Talent Radar
A self-reliant tool for navigating modern recruitment.
Version: 1.0
Date: April 2025
1. Introduction
1.1 Purpose
Hiring is repetitive. Talent Radar handles the monotony. It reads resumes, learns from job descriptions, matches intent, and prepares interviews. It works quietly and efficiently—designed to shrink time and surface relevance.
1.2 Scope
Included:
- Parsing resumes, extracting signal from noise.
- Matching human potential to job descriptions using vector mathematics.

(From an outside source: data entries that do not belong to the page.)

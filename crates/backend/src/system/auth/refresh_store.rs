//! Refresh tokens, kept in memory as SHA-256 hashes.
//!
//! Only live tokens are kept: revoking removes the record, and every write
//! drops records that have expired.

use anyhow::Result;
use chrono::{DateTime, Utc};
use once_cell::sync::Lazy;
use std::collections::HashMap;
use std::sync::RwLock;

struct RefreshTokenRecord {
    user_id: String,
    expires_at: DateTime<Utc>,
}

#[derive(Default)]
pub struct RefreshTokenStore {
    tokens: RwLock<HashMap<String, RefreshTokenRecord>>,
}

fn lock_err<T>(_: T) -> anyhow::Error {
    anyhow::anyhow!("Refresh token store lock poisoned")
}

impl RefreshTokenStore {
    /// Remember `token` until `expires_at`, dropping records expired at `now`.
    pub fn store(
        &self,
        user_id: &str,
        token: &str,
        expires_at: DateTime<Utc>,
        now: DateTime<Utc>,
    ) -> Result<()> {
        let mut tokens = self.tokens.write().map_err(lock_err)?;
        tokens.retain(|_, record| record.expires_at > now);
        if expires_at > now {
            tokens.insert(
                hash_token(token),
                RefreshTokenRecord {
                    user_id: user_id.to_string(),
                    expires_at,
                },
            );
        }
        Ok(())
    }

    /// User id owning a live token.
    pub fn validate(&self, token: &str, now: DateTime<Utc>) -> Result<String> {
        let tokens = self.tokens.read().map_err(lock_err)?;
        match tokens.get(&hash_token(token)) {
            Some(record) if record.expires_at > now => Ok(record.user_id.clone()),
            _ => Err(anyhow::anyhow!("Invalid or expired refresh token")),
        }
    }

    /// Forget a token. Unknown tokens are ignored.
    pub fn revoke(&self, token: &str, now: DateTime<Utc>) -> Result<()> {
        let mut tokens = self.tokens.write().map_err(lock_err)?;
        tokens.remove(&hash_token(token));
        tokens.retain(|_, record| record.expires_at > now);
        Ok(())
    }

    #[cfg(test)]
    fn live_count(&self) -> Result<usize> {
        Ok(self.tokens.read().map_err(lock_err)?.len())
    }
}

static TOKENS: Lazy<RefreshTokenStore> = Lazy::new(RefreshTokenStore::default);

pub fn store(user_id: &str, token: &str, expires_at: DateTime<Utc>) -> Result<()> {
    TOKENS.store(user_id, token, expires_at, Utc::now())
}

pub fn validate(token: &str, now: DateTime<Utc>) -> Result<String> {
    TOKENS.validate(token, now)
}

pub fn revoke(token: &str, now: DateTime<Utc>) -> Result<()> {
    TOKENS.revoke(token, now)
}

fn hash_token(token: &str) -> String {
    use sha2::{Digest, Sha256};
    let mut hasher = Sha256::new();
    hasher.update(token.as_bytes());
    format!("{:x}", hasher.finalize())
}

#[cfg(test)]
mod tests {
    use super::*;
    use chrono::Duration;

    fn new_token() -> String {
        uuid::Uuid::new_v4().to_string()
    }

    #[test]
    fn test_store_validate_revoke() {
        let now = Utc::now();
        let token = new_token();
        store("user-1", &token, now + Duration::days(1)).unwrap();

        assert_eq!(validate(&token, now).unwrap(), "user-1");

        revoke(&token, now).unwrap();
        assert!(validate(&token, now).is_err());
    }

    #[test]
    fn test_expired_token_is_invalid() {
        let store = RefreshTokenStore::default();
        let now = Utc::now();
        let token = new_token();
        store
            .store("user-2", &token, now + Duration::seconds(1), now)
            .unwrap();
        assert!(store.validate(&token, now + Duration::seconds(2)).is_err());
    }

    #[test]
    fn test_unknown_token() {
        assert!(validate("never-issued", Utc::now()).is_err());
        assert!(revoke("never-issued", Utc::now()).is_ok());
    }

    #[test]
    fn test_revoked_and_expired_records_are_dropped() {
        let store = RefreshTokenStore::default();
        let now = Utc::now();

        let tokens: Vec<String> = (0..100).map(|_| new_token()).collect();
        for token in &tokens {
            store
                .store("user-3", token, now - Duration::seconds(1), now)
                .unwrap();
        }
        assert_eq!(store.live_count().unwrap(), 0);

        for token in &tokens {
            store
                .store("user-3", token, now + Duration::days(1), now)
                .unwrap();
        }
        assert_eq!(store.live_count().unwrap(), 100);
        for token in &tokens {
            store.revoke(token, now).unwrap();
        }
        assert_eq!(store.live_count().unwrap(), 0);
    }

    #[test]
    fn test_store_sweeps_records_expired_since() {
        let store = RefreshTokenStore::default();
        let now = Utc::now();
        store
            .store("user-4", &new_token(), now + Duration::minutes(1), now)
            .unwrap();
        assert_eq!(store.live_count().unwrap(), 1);

        let later = now + Duration::minutes(2);
        let fresh = new_token();
        store
            .store("user-4", &fresh, later + Duration::days(1), later)
            .unwrap();
        assert_eq!(store.live_count().unwrap(), 1);
        assert_eq!(store.validate(&fresh, later).unwrap(), "user-4");
    }
}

- Generating questions for interviews.
- Updating real-time status using Redis.
- Connecting with ecosystems like Odoo, WhatsApp, and email.
Not Included:
- Payroll.
- Onboarding.
- Multi-user dashboards.

1.3 Stack
Component | Technology |
---|---|
Backend | FastAPI (AI), Django (Admin) |
Storage | PostgreSQL |
Vector Storage | Pinecone, Milvus DB |
Queue | Redis |
Intelligence | TogetherAI, Sentence Transformer Embeddings |
Integrations | Odoo CRM |
2. Shape of the System
2.1 Overview
Resume Drop → FastAPI → Pinecone/Milvus (Vectors) ↘ PostgreSQL (Metadata) ↘ Redis Queue → Django Admin → Odoo / Email
2.2 Breakdown
- Resume Ingestion: Accepts files, extracts text, generates embeddings.
- Matching Engine: Compares job and resume vectors, ranks by closeness.

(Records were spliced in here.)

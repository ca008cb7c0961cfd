pub mod cart_page;
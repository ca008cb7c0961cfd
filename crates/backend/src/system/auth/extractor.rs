use axum::{
    async_trait,
    extract::FromRequestParts,
    http::{request::Parts, StatusCode},
};
use contracts::system::auth::TokenClaims;

/// Claims of the caller, put into request extensions by `require_auth`.
/// Usage in handlers: `async fn handler(CurrentUser(claims): CurrentUser) -> Response`
pub struct CurrentUser(pub TokenClaims);

#[async_trait]
impl<S> FromRequestParts<S> for CurrentUser
where
    S: Send + Sync,
{
    type Rejection = StatusCode;

    async fn from_request_parts(parts: &mut Parts, _state: &S) -> Result<Self, Self::Rejection> {
        parts
            .extensions
            .get::<TokenClaims>()
            .cloned()
            .map(CurrentUser)
            .ok_or(StatusCode::UNAUTHORIZED)
    }
}
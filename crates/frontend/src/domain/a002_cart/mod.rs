pub mod api;
pub mod context;
pub mod ui;
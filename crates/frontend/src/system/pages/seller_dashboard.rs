use leptos::prelude::*;

use crate::system::auth::context::use_auth;

#[component]
pub fn SellerDashboardPage() -> impl IntoView {
    let (auth_state, _) = use_auth();
    let seller_name = move || {
        auth_state
            .get()
            .user_info
            .map(|u| u.full_name.unwrap_or(u.username))
            .unwrap_or_default()
    };

    view! {
        <div class="page">
            <div class="header">
                <div class="header__content">
                    <h1 class="header__title">"Seller dashboard"</h1>
                </div>
            </div>
            <p>{move || format!("Hello, {}. Your storefront is live.", seller_name())}</p>
        </div>
    }
}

- Queue Manager: Handles retries, tracks state, avoids duplication.
- Admin Interface: Visual CRUD, sends data to external systems.
3. Functionality
3.1 Resume Processing
ID | Requirement | Details |
---|---|---|
FR-01 | Parse files | PyPDF2, docx2txt |
FR-02 | Store embeddings | Pinecone + PostgreSQL |
FR-03 | Batch mode (100+) | Async queue |
3.2 Matching
ID | Requirement | Details |
---|---|---|
FR-04 | JD Embeddings | Sentence Transformer |
FR-05 | Rank relevance | Pincone cosine > 0.85 |
FR-06 | Export top picks | Odoo PATCH |
3.3 Interview Prep
ID | Requirement | Details |
---|---|---|
FR-07 | Generate questions | Prompted metaai/llama-70b-turbo |
FR-08 | Deliver via Email | IMTP |
4. Constraints
Category | Requirement | Implementation |
---|---|---|
Performance | 50 resumes/min | FastAPI + Redis |
Security | Encrypt PII | AES-256 + Django Fernet |
Scaling | 10K resumes/day | Kubernetes |
Usability | Training < 30 min | Minimal Admin Panel |
5. Endpoints
POST /api/v1/pipeline/resume-store POST /api/v1/pipeline/resume-analyzer GET /api/v1/webhook/receiver?task_id=<ID>
POST /api/candidates/ GET /api/job-roles/<id>/analyze
6. Data Shapes
SQL Models
Candidate: resume: file raw_text: text metadata: JSON JobRole: description: text embeddings: binary
Vector Store (Qdrant)
{ collection: "resumes", vector: [1536 floats], payload: { candidate_id: 43, skills: ["python", "ml"] } }
7. Failure Plans
Failure | Resolution |
---|---|
Parser crash | Retry → DLQ |
Agent limits | Backoff 10→60s |
Odoo down | Cache, then sync |
8. Deployment
docker-compose.yml: fastapi django qdrant
CI/CD: GitHub Actions → AWS ECS
9. Observability
- Latency: P99 < 5s
- Accuracy: A/B test vs HR manual
- Tools: Prometheus + Grafana, Sentry
Talent Radar observes, learns, and then steps back.